Но у “чисто конкретной России” нет долгой перспективы. Дегенерация — процесс устойчивый, но ограниченный во времени: у нее неминуемо есть конец. В данном случае “право силы”, возведенное в основной закон страны, сможет удерживать общенациональный организм не дольше чем либо до конца существования “суперпахана”, либо до появления равных ему по влиянию “авторитетов”. И поскольку примат права силы подразумевает только два выхода — безусловное подчинение или безусловную победу, — в какой-то момент неминуемо начнется драка всех против всех, “атомизация” страны, на карте которой, помимо Московской республики (Москорепы) и Татаро-Башкирского каганата появятся Нижнесалдинский протекторат и Урюпинское содружество, живущие, чтобы было не впадлу перед соседями, грабежами, набегами и торговлей заложниками…
Скучная дорога к счастью
Но думается, что другой — более оптимистический — вариант для России при президенте Путине остается пока что весьма вероятным, поскольку есть достаточно много объективных причин для его реализации. Здесь все зависит прежде всего от того, как именно сложатся отношения между Путиным и народом, в какую сторону народ “поведет” своего “зеркально отражающего” лидера. Потому что прямая связь между Путиным и населением страны, выражающаяся в подтвержденном на выборах общественном согласии вокруг его кандидатуры, мощнейшим и единственным ресурсом, который позволяет ему пока что достаточно успешно и эффективно “отвязываться” от “олигархов”, региональной номенклатуры, коррупционно-лоббистской отраслевой камарильи и всей остальной криминально-тоталитарной псевдоэлиты. Потому что так уж в России повелось, что народа у элиты принято бояться — иногда, может быть, не совсем по делу. Так испугалась безоружного и неорганизованного народа в 1989 — 1991 годах сплоченная и хорошо вооруженная коммунистическая партгосноменклатура.
Теоретически действия В. Путина очень хорошо укладываются в схему “скучной дороги”. Они должны — и в реальности происходит именно так! — определяться узким коридором “востребованного”: снижением налогов, восстановлением механизма управляемости (к чему следует отнести весь комплекс законопроектов, направленных на реформу государственного устройства и восстановление властной вертикали), разграничению власти и бизнеса, “отвязыванием” от “олигархов”.

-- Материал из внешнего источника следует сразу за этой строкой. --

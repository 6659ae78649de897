//! Control definitions: what a parameter is, how it is shown, and how its
//! bounds and default depend on other parameters.

use serde::{Deserialize, Serialize};

use super::{Config, ConfigError, ConfigValue};

/// Kind of input a control represents.
#[derive(Debug, Clone, Copy, PartialEq, Eq, Serialize, Deserialize)]
#[serde(rename_all = "snake_case")]
pub enum ControlType {
    Range,
    Checkbox,
    Color,
    Group,
    Select,
    Number,
    Text,
}

impl ControlType {
    pub fn name(&self) -> &'static str {
        match self {
            ControlType::Range => "range",
            ControlType::Checkbox => "checkbox",
            ControlType::Color => "color",
            ControlType::Group => "group",
            ControlType::Select => "select",
            ControlType::Number => "number",
            ControlType::Text => "text",
        }
    }
}

/// A boolean condition over config values.
///
/// Replaces arbitrary `show`/`isDisabled` closures: each variant names the
/// keys it reads, so dependencies can be listed and renamed.
#[derive(Debug, Clone, PartialEq, Serialize, Deserialize)]
#[serde(rename_all = "snake_case")]
pub enum Predicate {
    /// The key's value is truthy.
    Flag(String),
    Not(Box<Predicate>),
    Equals(String, ConfigValue),
    GreaterThan(String, f64),
    All(Vec<Predicate>),
    Any(Vec<Predicate>),
}

impl Predicate {
    pub fn flag(key: &str) -> Self {
        Predicate::Flag(key.to_string())
    }

    pub fn not_flag(key: &str) -> Self {
        Predicate::Not(Box::new(Predicate::flag(key)))
    }

    pub fn equals(key: &str, value: impl Into<ConfigValue>) -> Self {
        Predicate::Equals(key.to_string(), value.into())
    }

    pub fn eval(&self, config: &Config) -> bool {
        match self {
            Predicate::Flag(key) => config.flag(key),
            Predicate::Not(inner) => !inner.eval(config),
            Predicate::Equals(key, value) => config.get(key) == Some(value),
            Predicate::GreaterThan(key, threshold) => config
                .get(key)
                .and_then(ConfigValue::as_number)
                .is_some_and(|n| n > *threshold),
            Predicate::All(items) => items.iter().all(|p| p.eval(config)),
            Predicate::Any(items) => items.iter().any(|p| p.eval(config)),
        }
    }

    /// Config keys this predicate reads.
    pub fn dependencies(&self) -> Vec<&str> {
        let mut keys = Vec::new();
        self.collect_keys(&mut keys);
        keys
    }

    fn collect_keys<'a>(&'a self, keys: &mut Vec<&'a str>) {
        match self {
            Predicate::Flag(key) | Predicate::Equals(key, _) | Predicate::GreaterThan(key, _) => {
                keys.push(key)
            }
            Predicate::Not(inner) => inner.collect_keys(keys),
            Predicate::All(items) | Predicate::Any(items) => {
                items.iter().for_each(|p| p.collect_keys(keys))
            }
        }
    }

    pub(crate) fn rename_keys(&self, rename: &dyn Fn(&str) -> String) -> Predicate {
        match self {
            Predicate::Flag(key) => Predicate::Flag(rename(key)),
            Predicate::Not(inner) => Predicate::Not(Box::new(inner.rename_keys(rename))),
            Predicate::Equals(key, value) => Predicate::Equals(rename(key), value.clone()),
            Predicate::GreaterThan(key, t) => Predicate::GreaterThan(rename(key), *t),
            Predicate::All(items) => {
                Predicate::All(items.iter().map(|p| p.rename_keys(rename)).collect())
            }
            Predicate::Any(items) => {
                Predicate::Any(items.iter().map(|p| p.rename_keys(rename)).collect())
            }
        }
    }
}

/// A numeric expression over config values.
///
/// Used for derived bounds (e.g. `max = n - 1`) and derived defaults.
#[derive(Debug, Clone, PartialEq, Serialize, Deserialize)]
#[serde(rename_all = "snake_case")]
pub enum Formula {
    Const(f64),
    Key(String),
    Add(Box<Formula>, Box<Formula>),
    Sub(Box<Formula>, Box<Formula>),
    Mul(Box<Formula>, Box<Formula>),
    Div(Box<Formula>, Box<Formula>),
    Min(Box<Formula>, Box<Formula>),
    Max(Box<Formula>, Box<Formula>),
    Floor(Box<Formula>),
}

impl From<f64> for Formula {
    fn from(value: f64) -> Self {
        Formula::Const(value)
    }
}

impl From<i32> for Formula {
    fn from(value: i32) -> Self {
        Formula::Const(value as f64)
    }
}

При этом “демократический” и “правовой” Путин по самой сути своего характера и общественных ожиданий не сможет стать харизматическим лидером возбужденной и воодушевленной толпы: он все равно останется “внешним”, манипулирующим мэтром, обозначающим рамки, — в общем, все тем самым “прогрессором”. При таком “прогрессорском” руководстве демократия на какое-то время окажется существенно ослаблена в своей театральной, бытовой ипостаси (то есть нарушения свобод и демократических норм не будет — просто в течение какого-то времени все это будет скучно и безальтернативно, скорее формально: раз надо выбирать, то выберем — кого там Владим Владимирович предложил?). Достаточно быстро произойдет восстановление иерархической системы общества — окажутся невозможными обвальные крахи судеб и мгновенные, фантастические карьерные взлеты.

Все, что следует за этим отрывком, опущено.